Targeting CD5 to enhance immune T cell activation and function in treatment of solid tumours
Abstract
CD5 is a member of scavenger receptor cysteine-rich superfamily that is expressed primarily on T cells. It can attenuate T-cell receptor signaling and impair cytotoxic T lymphocyte (CTL) activation and is a therapeutic targetable tumour antigen expressed on leukemic T and B cells. However, the potential therapeutic effect of functionally blocking CD5 to increase T cell anti-tumour activity against tumours (including solid tumours) has not been explored. CD5- solid tumours in CD5 knockout mice display increased in anti-tumour immunity. Hence, blocking CD5 function may have a potential therapeutic effect by enhancing CTL function. Here, I assessed CD5 levels in T cell subsets in different organs in mice bearing syngeneic 4T1 breast tumour homografts and determined the association between CD5 and increased CD69 and PD-1 (markers of T cell activation and exhaustion) by flow cytometry. I report that CD5 levels in T cells was higher in peripheral organs than in lymphocytes infiltrated into tumours, and that CD5high T cells from peripheral organs exhibited higher levels of activation and exhaustion than CD5low T cells from the same organs. Interestingly, among the population of tumour-infiltrated lymphocyte subtypes, CD8+ T cells with low CD5 were activated to a higher level than CD8+ T cells with high CD5, with concomitantly increased exhaustion markers.
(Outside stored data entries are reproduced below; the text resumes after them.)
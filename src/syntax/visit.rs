//! Read-only traversal over the syntax tree, in the style of `syn::visit`.
//!
//! Implementors override the `visit_*` hooks they care about and call the
//! matching `walk_*` function to continue into children.

use super::ast::*;

pub trait Visitor<'ast> {
    fn visit_type_decl(&mut self, decl: &'ast TypeDecl) {
        walk_type_decl(self, decl);
    }

    fn visit_member(&mut self, member: &'ast Member) {
        walk_member(self, member);
    }

    fn visit_attribute(&mut self, attr: &'ast Attribute) {
        walk_attribute(self, attr);
    }

    fn visit_parameter(&mut self, param: &'ast Parameter) {
        walk_parameter(self, param);
    }

    fn visit_block(&mut self, block: &'ast Block) {
        walk_block(self, block);
    }

    fn visit_stmt(&mut self, stmt: &'ast Stmt) {
        walk_stmt(self, stmt);
    }

    fn visit_expr(&mut self, expr: &'ast Expr) {
        walk_expr(self, expr);
    }

    fn visit_lambda(&mut self, lambda: &'ast Lambda) {
        walk_lambda(self, lambda);
    }

    fn visit_type_ref(&mut self, ty: &'ast TypeRef) {
        walk_type_ref(self, ty);
    }
}

pub fn walk_type_decl<'ast, V: Visitor<'ast> + ?Sized>(v: &mut V, decl: &'ast TypeDecl) {
    for attr in decl.attributes() {
        v.visit_attribute(attr);
    }
    if let Some(ctor) = &decl.primary_ctor {
        for param in &ctor.params {
            v.visit_parameter(param);
        }
    }
    for base in &decl.base_list {
        v.visit_type_ref(base);
    }
    for clause in &decl.constraints {
        for ty in &clause.constraints {
            v.visit_type_ref(ty);
        }
    }
    for member in &decl.members {
        v.visit_member(member);
    }
}

fn walk_attribute_lists<'ast, V: Visitor<'ast> + ?Sized>(v: &mut V, lists: &'ast [AttributeList]) {
    for attr in lists.iter().flat_map(|l| l.attributes.iter()) {
        v.visit_attribute(attr);
    }
}

fn walk_body<'ast, V: Visitor<'ast> + ?Sized>(v: &mut V, body: &'ast Body) {
    match body {
        Body::Block(block) => v.visit_block(block),
        Body::Expression(expr) => v.visit_expr(expr),
    }
}

pub fn walk_method<'ast, V: Visitor<'ast> + ?Sized>(v: &mut V, method: &'ast MethodDecl) {
    walk_attribute_lists(v, &method.attributes);
    v.visit_type_ref(&method.return_type);
    if let Some(iface) = &method.explicit_interface {
        v.visit_type_ref(iface);
    }
    for param in &method.params.params {
        v.visit_parameter(param);
    }
    for clause in &method.constraints {
        for ty in &clause.constraints {
            v.visit_type_ref(ty);
        }
    }
    if let Some(body) = &method.body {
        walk_body(v, body);
    }
}

pub fn walk_member<'ast, V: Visitor<'ast> + ?Sized>(v: &mut V, member: &'ast Member) {
    match member {
        Member::Field(field) => {
            walk_attribute_lists(v, &field.attributes);
            v.visit_type_ref(&field.ty);
            for decl in &field.declarators {
                if let Some(init) = &decl.initializer {
                    v.visit_expr(init);
                }
            }
        }
        Member::Property(prop) => {
            walk_attribute_lists(v, &prop.attributes);
            v.visit_type_ref(&prop.ty);
            if let Some(iface) = &prop.explicit_interface {
                v.visit_type_ref(iface);
            }
            if let Some(list) = &prop.accessor_list {
                for accessor in &list.accessors {
                    walk_attribute_lists(v, &accessor.attributes);
                    match &accessor.body {
                        AccessorBody::None => {}
                        AccessorBody::Expression(expr) => v.visit_expr(expr),
                        AccessorBody::Block(block) => v.visit_block(block),
                    }
                }
            }
            if let Some(expr) = &prop.expression_body {
                v.visit_expr(expr);
            }
            if let Some(init) = &prop.initializer {
                v.visit_expr(init);
            }
        }
        Member::Method(method) => walk_method(v, method),
        Member::Constructor(ctor) => {
            walk_attribute_lists(v, &ctor.attributes);
            for param in &ctor.params.params {
                v.visit_parameter(param);
            }
            if let Some(init) = &ctor.initializer {
                for arg in &init.args {
                    v.visit_expr(&arg.expr);
                }
            }
            if let Some(body) = &ctor.body {
                walk_body(v, body);
            }
        }
        Member::Type(decl) => v.visit_type_decl(decl),
        Member::Other(other) => {
            walk_attribute_lists(v, &other.attributes);
            for body in &other.bodies {
                walk_body(v, body);
            }
        }
    }
}

pub fn walk_attribute<'ast, V: Visitor<'ast> + ?Sized>(v: &mut V, attr: &'ast Attribute) {
    for ty in &attr.type_args {
        v.visit_type_ref(ty);
    }
    for arg in &attr.args {
        v.visit_expr(&arg.value);
    }
}

pub fn walk_parameter<'ast, V: Visitor<'ast> + ?Sized>(v: &mut V, param: &'ast Parameter) {
    walk_attribute_lists(v, &param.attributes);
    v.visit_type_ref(&param.ty);
    if let Some(default) = &param.default {
        v.visit_expr(default);
    }
}

pub fn walk_block<'ast, V: Visitor<'ast> + ?Sized>(v: &mut V, block: &'ast Block) {
    for stmt in &block.stmts {
        v.visit_stmt(stmt);
    }
}

pub fn walk_stmt<'ast, V: Visitor<'ast> + ?Sized>(v: &mut V, stmt: &'ast Stmt) {
    match &stmt.kind {
        StmtKind::Block(block) => v.visit_block(block),
        StmtKind::LocalDecl {
            ty, declarators, ..
        } => {
            v.visit_type_ref(ty);
            for decl in declarators {
                if let Some(init) = &decl.initializer {
                    v.visit_expr(init);
                }
            }
        }
        StmtKind::LocalFunction(method) => walk_method(v, method),
        StmtKind::Expr(expr) => v.visit_expr(expr),
        StmtKind::Return(expr) | StmtKind::Throw(expr) | StmtKind::Yield(expr) => {
            if let Some(expr) = expr {
                v.visit_expr(expr);
            }
        }
        StmtKind::If {
            cond,
            then,
            otherwise,
        } => {
            v.visit_expr(cond);
            v.visit_stmt(then);
            if let Some(otherwise) = otherwise {
                v.visit_stmt(otherwise);
            }
        }
        StmtKind::While { cond, body } | StmtKind::DoWhile { body, cond } => {
            v.visit_expr(cond);
            v.visit_stmt(body);
        }
        StmtKind::For {
            init,
            cond,
            step,
            body,
        } => {
            for s in init {
                v.visit_stmt(s);
            }
            if let Some(cond) = cond {
                v.visit_expr(cond);
            }
            for e in step {
                v.visit_expr(e);
            }
            v.visit_stmt(body);
        }
        StmtKind::ForEach { ty, expr, body, .. } => {
            v.visit_type_ref(ty);
            v.visit_expr(expr);
            v.visit_stmt(body);
        }
        StmtKind::Using { resource, body } => {
            if let Some(resource) = resource {
                v.visit_stmt(resource);
            }
            if let Some(body) = body {
                v.visit_stmt(body);
            }
        }
        StmtKind::Lock { expr, body } => {
            v.visit_expr(expr);
            v.visit_stmt(body);
        }
        StmtKind::Try {
            block,
            catches,
            finally,
        } => {
            v.visit_block(block);
            for catch in catches {
                if let Some(ty) = &catch.ty {
                    v.visit_type_ref(ty);
                }
                if let Some(filter) = &catch.filter {
                    v.visit_expr(filter);
                }
                v.visit_block(&catch.block);
            }
            if let Some(finally) = finally {
                v.visit_block(finally);
            }
        }
        StmtKind::Switch { expr, sections } => {
            v.visit_expr(expr);
            for section in sections {
                for label in &section.labels {
                    v.visit_expr(label);
                }
                for s in &section.stmts {
                    v.visit_stmt(s);
                }
            }
        }
        StmtKind::Break | StmtKind::Continue | StmtKind::Empty | StmtKind::Unknown => {}
    }
}

fn walk_pattern<'ast, V: Visitor<'ast> + ?Sized>(v: &mut V, pattern: &'ast Pattern) {
    match pattern {
        Pattern::Type { ty, .. } => v.visit_type_ref(ty),
        Pattern::Constant(expr) => v.visit_expr(expr),
        Pattern::Not(inner) => walk_pattern(v, inner),
        Pattern::Opaque(_) => {}
    }
}

fn walk_args<'ast, V: Visitor<'ast> + ?Sized>(v: &mut V, args: &'ast [Argument]) {
    for arg in args {
        v.visit_expr(&arg.expr);
    }
}

pub fn walk_expr<'ast, V: Visitor<'ast> + ?Sized>(v: &mut V, expr: &'ast Expr) {
    match &expr.kind {
        ExprKind::Literal(_)
        | ExprKind::PredefinedType(_)
        | ExprKind::This
        | ExprKind::Base
        | ExprKind::Opaque => {}
        ExprKind::Name { type_args, .. } => {
            for ty in type_args {
                v.visit_type_ref(ty);
            }
        }
        ExprKind::Default(ty) => {
            if let Some(ty) = ty {
                v.visit_type_ref(ty);
            }
        }
        ExprKind::ObjectCreation {
            ty,
            args,
            initializer,
        } => {
            if let Some(ty) = ty {
                v.visit_type_ref(ty);
            }
            if let Some(args) = args {
                walk_args(v, args);
            }
            for e in initializer.iter().flatten() {
                v.visit_expr(e);
            }
        }
        ExprKind::ArrayCreation {
            ty,
            sizes,
            initializer,
        } => {
            if let Some(ty) = ty {
                v.visit_type_ref(ty);
            }
            for e in sizes.iter().chain(initializer.iter().flatten()) {
                v.visit_expr(e);
            }
        }
        ExprKind::AnonymousObject(elements) | ExprKind::Collection(elements) => {
            for e in elements {
                v.visit_expr(e);
            }
        }
        ExprKind::TypeOf(ty) | ExprKind::SizeOf(ty) => v.visit_type_ref(ty),
        ExprKind::NameOf(inner)
        | ExprKind::Parenthesized(inner)
        | ExprKind::Throw(inner)
        | ExprKind::Unary { operand: inner, .. }
        | ExprKind::Postfix { operand: inner, .. } => v.visit_expr(inner),
        ExprKind::Cast { ty, expr } | ExprKind::As { expr, ty } => {
            v.visit_type_ref(ty);
            v.visit_expr(expr);
        }
        ExprKind::Tuple(args) => walk_args(v, args),
        ExprKind::Lambda(lambda) => v.visit_lambda(lambda),
        ExprKind::MemberAccess {
            target, type_args, ..
        } => {
            v.visit_expr(target);
            for ty in type_args {
                v.visit_type_ref(ty);
            }
        }
        ExprKind::Invocation { callee, args, .. } => {
            v.visit_expr(callee);
            walk_args(v, args);
        }
        ExprKind::ElementAccess { target, args } => {
            v.visit_expr(target);
            walk_args(v, args);
        }
        ExprKind::Binary { lhs, rhs, .. } => {
            v.visit_expr(lhs);
            v.visit_expr(rhs);
        }
        ExprKind::Assignment { target, value, .. } => {
            v.visit_expr(target);
            v.visit_expr(value);
        }
        ExprKind::Conditional {
            cond,
            when_true,
            when_false,
        } => {
            v.visit_expr(cond);
            v.visit_expr(when_true);
            v.visit_expr(when_false);
        }
        ExprKind::Is { expr, pattern } => {
            v.visit_expr(expr);
            walk_pattern(v, pattern);
        }
        ExprKind::Declaration { ty, .. } => v.visit_type_ref(ty),
    }
}

pub fn walk_lambda<'ast, V: Visitor<'ast> + ?Sized>(v: &mut V, lambda: &'ast Lambda) {
    for param in &lambda.params {
        if let Some(ty) = &param.ty {
            v.visit_type_ref(ty);
        }
    }
    match &lambda.body {
        LambdaBody::Expr(expr) => v.visit_expr(expr),
        LambdaBody::Block(block) => v.visit_block(block),
    }
}

pub fn walk_type_ref<'ast, V: Visitor<'ast> + ?Sized>(v: &mut V, ty: &'ast TypeRef) {
    match &ty.kind {
        TypeRefKind::Predefined(_) => {}
        TypeRefKind::Named { segments, .. } => {
            for seg in segments {
                for arg in &seg.type_args {
                    v.visit_type_ref(arg);
                }
            }
        }
        TypeRefKind::Nullable(inner) => v.visit_type_ref(inner),
        TypeRefKind::Array { element, .. } => v.visit_type_ref(element),
        TypeRefKind::Tuple(elements) => {
            for el in elements {
                v.visit_type_ref(&el.ty);
            }
        }
    }
}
Thus, differential CD5 levels among T cells in tumours and lymphoid organs can be associated with different levels of T cell activation and exhaustion, suggesting that CD5 could be a therapeutic target for immunotherapeutic activation in cancer therapy. I then studied the effect on primary T cell effector function of targeting CD5 ex vivo using an anti-CD5 MAb. The result showed enhanced cytotoxic T cell capacity to respond to activation and enhanced the capacity of CD8+ T cells to kill 4T1-mouse tumour cells in an ex vivo assay. These data support the potential of blockade of CD5 function to enhance T cell-mediated anti-tumour immunity. Based on these results I tested anti-CD5 in vivo as a single agent and in combination with other drugs and found a significant increase in activation and effector function of T cells: an effect that resulted in decreased 4T1 tumour homograft growth in vivo. These data suggest potential use of anti-CD5 MAb to enhance immune activation to poorly immunogenic tumour antigens and reduce tumour growth.